Friday, October 12, 2012: 8:00 PM
6C/6E (WSCC)
Stroke is the third leading cause of death and the leading cause of disability in United States. One detrimental result of ischemic stroke is neuronal death within the brain. The acid-sensing ion channel (ASIC) is keenly tuned to sense the ischemic conditions of stroke. The acid-sensing ion channels are proton-activated ion channels. Recently, several ligands were identified that can modulate ASICs in the absence of protons or acidity. These compounds may be the foundation for novel drug design, but detailed structural data of the ligand-ASIC interaction is lacking. The ASIC structure has been solved at high resolution, but was solved without ligands present.
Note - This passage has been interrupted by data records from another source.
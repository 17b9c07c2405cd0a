use log::debug;

use super::{BatchOp, FtSearch, SearchDoc};
use crate::error::Result;

/// Accumulates writes and commits whenever the doc count or byte size
/// reaches its threshold. Deletes are queued without size checks.
pub struct AutoBatcher<'a> {
    fts: &'a FtSearch,
    max_docs: usize,
    max_bytes: usize,
    ops: Vec<BatchOp>,
    docs: usize,
    bytes: usize,
}

impl<'a> AutoBatcher<'a> {
    pub(super) fn new(fts: &'a FtSearch, max_docs: usize, max_bytes: usize) -> Self {
        Self {
            fts,
            max_docs: max_docs.max(1),
            max_bytes: max_bytes.max(1),
            ops: Vec::new(),
            docs: 0,
            bytes: 0,
        }
    }

    pub fn update_doc(&mut self, doc: SearchDoc) -> Result<()> {
        self.bytes += doc.size();
        self.docs += 1;
        self.ops.push(BatchOp::Index(doc));
        if self.docs >= self.max_docs || self.bytes >= self.max_bytes {
            self.flush()?;
        }
        Ok(())
    }

    pub fn delete_doc(&mut self, object_id: &str) {
        self.ops.push(BatchOp::DeleteObject(object_id.to_string()));
    }

    /// Commits whatever is left.
    pub fn finish(mut self) -> Result<()> {
        self.flush()
    }

    fn flush(&mut self) -> Result<()> {
        if self.ops.is_empty() {
            return Ok(());
        }
        debug!("auto batcher committing {} ops ({} bytes)", self.ops.len(), self.bytes);
        let ops = std::mem::take(&mut self.ops);
        self.docs = 0;
        self.bytes = 0;
        self.fts.commit(ops)
    }
}

#[cfg(test)]
mod tests {
    use crate::config::EngineConfig;
    use crate::ftsearch::{FtSearch, SearchDoc};

    #[test]
    fn test_commits_on_doc_threshold_and_finish() {
        let dir = tempfile::tempdir().unwrap();
        let config = EngineConfig {
            map_size: 16 * 1024 * 1024,
            ..EngineConfig::default()
        }
        .with_repo_path(dir.path());
        let fts = FtSearch::open(&config).unwrap();

        let mut batcher = fts.new_auto_batcher(2, 1 << 20);
        batcher.update_doc(SearchDoc::new("a/r/name", "s", "one", "")).unwrap();
        assert_eq!(fts.doc_count(), 0);
        batcher.update_doc(SearchDoc::new("b/r/name", "s", "two", "")).unwrap();
        assert_eq!(fts.doc_count(), 2);
        batcher.update_doc(SearchDoc::new("c/r/name", "s", "three", "")).unwrap();
        batcher.delete_doc("a");
        assert_eq!(fts.doc_count(), 2);
        batcher.finish().unwrap();
        assert_eq!(fts.doc_count(), 2);
        assert!(!fts.has_doc("a/r/name"));
        assert!(fts.has_doc("c/r/name"));
    }

    #[test]
    fn test_commits_on_byte_threshold() {
        let dir = tempfile::tempdir().unwrap();
        let config = EngineConfig {
            map_size: 16 * 1024 * 1024,
            ..EngineConfig::default()
        }
        .with_repo_path(dir.path());
        let fts = FtSearch::open(&config).unwrap();

        let mut batcher = fts.new_auto_batcher(100, 64);
        batcher.update_doc(SearchDoc::new("a/b/1", "s", "", &"x".repeat(80))).unwrap();
        assert_eq!(fts.doc_count(), 1);
    }
}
Obtaining the full receptor structure with ligands present is challenging and may slow novel drug design. The development of a soluble protein, which includes potential ligand-binding domains, would be advantageous for studying the ligand-receptor interaction. In order to exploit this advantage, we are developing a soluble ASIC1 extracellular domain (ASIC1-ECD) to aid in the development of novel therapies for ischemic stroke. The ASIC1-ECD (amino acids: 72-425) will be purified and crystallized with various ligands present in order to help further identify ligand-receptor interactions. The steps towards this soluble ASIC1-ECD will be described in this presentation.